Developed Source Code Optimization Techniques

Loop Nest Splitting

In recent years, the power efficiency of embedded multimedia applications (e.g. medical image processing, video compression) with simultaneous consideration of timing constraints has become a crucial issue. Many of these applications are data-dominated using large amounts of data memory. Typically, such applications consist of deeply nested for-loops. Using the loops' index variables, addresses are calculated for data manipulation. The main algorithm is usually located in the innermost loop. Often, such an algorithm treats particular parts of its data specifically, e.g. an image border requires other manipulations than its center. This boundary checking is implemented using if-statements in the innermost loop. This is illustrated in the following figure representing an MPEG4 full search motion estimation kernel:

for (x=0; x<36; x++) { x1 = 4*x; for (y=0; y<49; y++) { y1 = 4*y; for (k=0; k<9; k++) { x2 = x1+k-4; for (l=0; l<9; l++) { y2 = y1+l-4; for (i=0; i<4; i++) { x3 = x1+i; x4 = x2+i; for (j=0; j<4; j++) { y3 = y1+j; y4 = y2+j; if (x3<0 || 35<x3 || y3<0 || 48<y3) then_block_1; else else_block_1; if (x4<0 || 35<x4 || y4<0 || 48<y4) then_block_2; else else_block_2; }}}}}}

This code fragment has several properties making it sub-optimal w.r.t. runtime and energy consumption. First, the if-statements lead to a very irregular control flow. Any jump instruction in a machine program causes a control hazard for pipelined processors. This means that the pipeline needs to be stalled for some instruction cycles, so as to prevent the execution of incorrectly prefetched instructions.
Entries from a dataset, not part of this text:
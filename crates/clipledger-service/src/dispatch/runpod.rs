//! RunPod serverless dispatcher.

use std::time::Duration;

use async_trait::async_trait;
use reqwest::{Client, StatusCode};
use serde::{Deserialize, Serialize};

use super::{DispatchError, DispatchOutcome, DispatchRequest, Dispatcher};

/// Longest provider body kept in an error message.
const MAX_ERROR_BODY: usize = 512;

#[derive(Serialize)]
struct RunRequest<'a> {
    input: &'a DispatchRequest,
}

#[derive(Debug, Deserialize)]
struct RunResponse {
    id: Option<String>,
    #[serde(default)]
    status: Option<String>,
    #[serde(default)]
    error: Option<String>,
}

/// Dispatches jobs to a RunPod serverless endpoint (`POST /v2/{endpoint}/run`).
#[derive(Debug, Clone)]
pub struct RunPodDispatcher {
    client: Client,
    run_url: String,
    api_key: String,
}

impl RunPodDispatcher {
    /// Create a dispatcher for `endpoint_id`.
    pub fn new(
        base_url: &str,
        endpoint_id: &str,
        api_key: impl Into<String>,
        timeout: Duration,
    ) -> Result<Self, DispatchError> {
        let client = Client::builder().timeout(timeout).build()?;
        Ok(Self {
            client,
            run_url: format!("{}/v2/{endpoint_id}/run", base_url.trim_end_matches('/')),
            api_key: api_key.into(),
        })
    }
}

#[async_trait]
impl Dispatcher for RunPodDispatcher {
    async fn submit(&self, request: &DispatchRequest) -> Result<DispatchOutcome, DispatchError> {
        let response = self
            .client
            .post(&self.run_url)
            .bearer_auth(&self.api_key)
            .json(&RunRequest { input: request })
            .send()
            .await?;

        let status = response.status();
        let body = response.text().await?;

        // Malformed input is never going to be accepted on retry.
        if matches!(
            status,
            StatusCode::BAD_REQUEST | StatusCode::NOT_FOUND | StatusCode::UNPROCESSABLE_ENTITY
        ) {
            return Ok(DispatchOutcome::Rejected {
                reason: format!("status {}: {}", status.as_u16(), truncate(&body)),
            });
        }

        if !status.is_success() {
            return Err(DispatchError::Status {
                status: status.as_u16(),
                body: truncate(&body),
            });
        }

        let parsed: RunResponse = serde_json::from_str(&body)
            .map_err(|e| DispatchError::InvalidResponse(e.to_string()))?;

        if parsed.status.as_deref() == Some("FAILED") {
            return Ok(DispatchOutcome::Rejected {
                reason: parsed.error.unwrap_or_else(|| "provider reported FAILED".into()),
            });
        }

        let handle = parsed
            .id
            .filter(|id| !id.is_empty())
            .ok_or_else(|| DispatchError::InvalidResponse("missing job id".into()))?;

        Ok(DispatchOutcome::Accepted { handle })
    }
}

fn truncate(body: &str) -> String {
    body.chars().take(MAX_ERROR_BODY).collect()
}

#[cfg(test)]
mod tests {
    use super::*;
    use clipledger_core::{Job, Quality, UserId};
    use serde_json::json;
    use wiremock::matchers::{body_partial_json, header, method, path};
    use wiremock::{Mock, MockServer, ResponseTemplate};

    fn request() -> DispatchRequest {
        let user = UserId::new("user_1").unwrap();
        DispatchRequest::for_job(&Job::new(user, "uploads/user_1/a/in.mp4", Quality::E2fgviHq))
    }

    fn dispatcher(server: &MockServer) -> RunPodDispatcher {
        RunPodDispatcher::new(&server.uri(), "ep1", "rp_key", Duration::from_secs(5)).unwrap()
    }

    #[tokio::test]
    async fn accepted_job_returns_handle() {
        let server = MockServer::start().await;
        let req = request();
        Mock::given(method("POST"))
            .and(path("/v2/ep1/run"))
            .and(header("authorization", "Bearer rp_key"))
            .and(body_partial_json(json!({
                "input": {
                    "job_id": req.job_id.to_string(),
                    "output_key": req.output_key,
                    "quality": "e2fgvi_hq"
                }
            })))
            .respond_with(
                ResponseTemplate::new(200).set_body_json(json!({"id": "rp-123", "status": "IN_QUEUE"})),
            )
            .mount(&server)
            .await;

        let outcome = dispatcher(&server).submit(&req).await.unwrap();
        assert_eq!(
            outcome,
            DispatchOutcome::Accepted {
                handle: "rp-123".into()
            }
        );
    }

    #[tokio::test]
    async fn bad_request_is_definitive() {
        let server = MockServer::start().await;
        Mock::given(method("POST"))
            .respond_with(ResponseTemplate::new(400).set_body_string("bad input"))
            .mount(&server)
            .await;

        let outcome = dispatcher(&server).submit(&request()).await.unwrap();
        assert!(matches!(outcome, DispatchOutcome::Rejected { reason } if reason.contains("bad input")));
    }

    #[tokio::test]
    async fn server_error_is_transient() {
        let server = MockServer::start().await;
        Mock::given(method("POST"))
            .respond_with(ResponseTemplate::new(503))
            .mount(&server)
            .await;

        let err = dispatcher(&server).submit(&request()).await.unwrap_err();
        assert!(matches!(err, DispatchError::Status { status: 503, .. }));
    }
}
Second, the pipeline is also influenced by data references, since it can also be stalled during data memory accesses. In loop nests, the index variables are accessed very frequently resulting in pipeline stalls if they can not be kept in processor registers. Since it has been shown that 50% - 80% of the power consumption in embedded multimedia systems is caused by memory accesses, frequent transfers of index variables across memory hierarchies contribute negatively to the total energy balance.

Finally, many instructions are required to evaluate the if-statements, also leading to higher runtimes and power consumption. For the MPEG4 code above, all shown operations are in total as complex as the computations performed in the then- and else-blocks of the if-statements.
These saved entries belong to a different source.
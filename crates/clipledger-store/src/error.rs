//! Error types for clipledger storage.

/// Result type for storage operations.
pub type Result<T> = std::result::Result<T, StoreError>;

/// Errors that can occur in storage operations.
///
/// Lost races on guarded writes are not errors; they surface as outcome
/// values on the `Store` methods.
#[derive(Debug, thiserror::Error)]
pub enum StoreError {
    /// Database operation failed.
    #[error("database error: {0}")]
    Database(String),

    /// Serialization/deserialization failed.
    #[error("serialization error: {0}")]
    Serialization(String),

    /// Record not found.
    #[error("not found")]
    NotFound,

    /// A record with the same key already exists.
    #[error("already exists: {0}")]
    AlreadyExists(String),

    /// A balance change would leave the representable range.
    #[error("balance overflow")]
    Overflow,

    /// Storage contention did not clear within the retry budget.
    #[error("write conflict persisted after {attempts} attempts")]
    Contention {
        /// Commit attempts made.
        attempts: u32,
    },
}

impl From<sqlx::Error> for StoreError {
    fn from(err: sqlx::Error) -> Self {
        match err {
            sqlx::Error::RowNotFound => Self::NotFound,
            sqlx::Error::Database(db) if db.is_unique_violation() => {
                Self::AlreadyExists(db.message().to_string())
            }
            // numeric_value_out_of_range
            sqlx::Error::Database(db) if db.code().as_deref() == Some("22003") => Self::Overflow,
            other => Self::Database(other.to_string()),
        }
    }
}

impl From<sqlx::migrate::MigrateError> for StoreError {
    fn from(err: sqlx::migrate::MigrateError) -> Self {
        Self::Database(err.to_string())
    }
}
The analysis techniques of Loop Nest Splitting as source code optimization are able to detect that

the conditions x3<0 and y3<0 are never true,
both if-statements are true for x>=10 or y>=14.

Information of the first type is used to detect conditions not having any influence on the control flow of an application. This kind of redundant code (which is not typical dead code, since the results of these conditions are used within the if-statement) can be removed from the code, thus reducing code size and computational complexity of a program.

Using the second information, the entire loop nest can be rewritten so that the total number of executed if-statements is minimized:

for (x=0; x<36; x++) { x1 = 4*x; for (y=0; y<49; y++) { if (x >= 10 || y >= 14) /* Splitting-if */ for (; y<49; y++) /* Second y loop */ for (k=0; k<9; k++) for (l=0; l<9; l++) for (i=0; i<4; i++) for (j=0; j<4; j++) { then_block_1; then_block_2; } else { y1 = 4*y; for (k=0; k<9; k++) { x2 = x1+k-4; for (l=0; l<9; l++) { y2 = y1+l-4; for (i=0; i<4; i++) { x3 = x1+i; x4 = x2+i; for (j=0; j<4; j++) { y3 = y1+j; y4 = y2+j; if (x3<0 || 35<x3 || y3<0 || 48<y3) then_block_1; else else_block_1; if (x4<0 || 35<x4 || y4<0 || 48<y4) then_block_2; else else_block_2; }}}}}}

In order to achieve this, a new if-statement (the splitting-if) is inserted in the y loop testing the condition x>=10 || y>=14. The else-part of this new if-statement is an exact copy of the body of the original y loop. Since all if-statements are fulfilled when the splitting-if is true, the then-part consists of the body of the y loop without any if-statement and associated else-blocks. To minimize executions of the splitting-if for values of y >= 14, a second y loop is inserted in the then-part counting from the current value of y to the upper bound 48.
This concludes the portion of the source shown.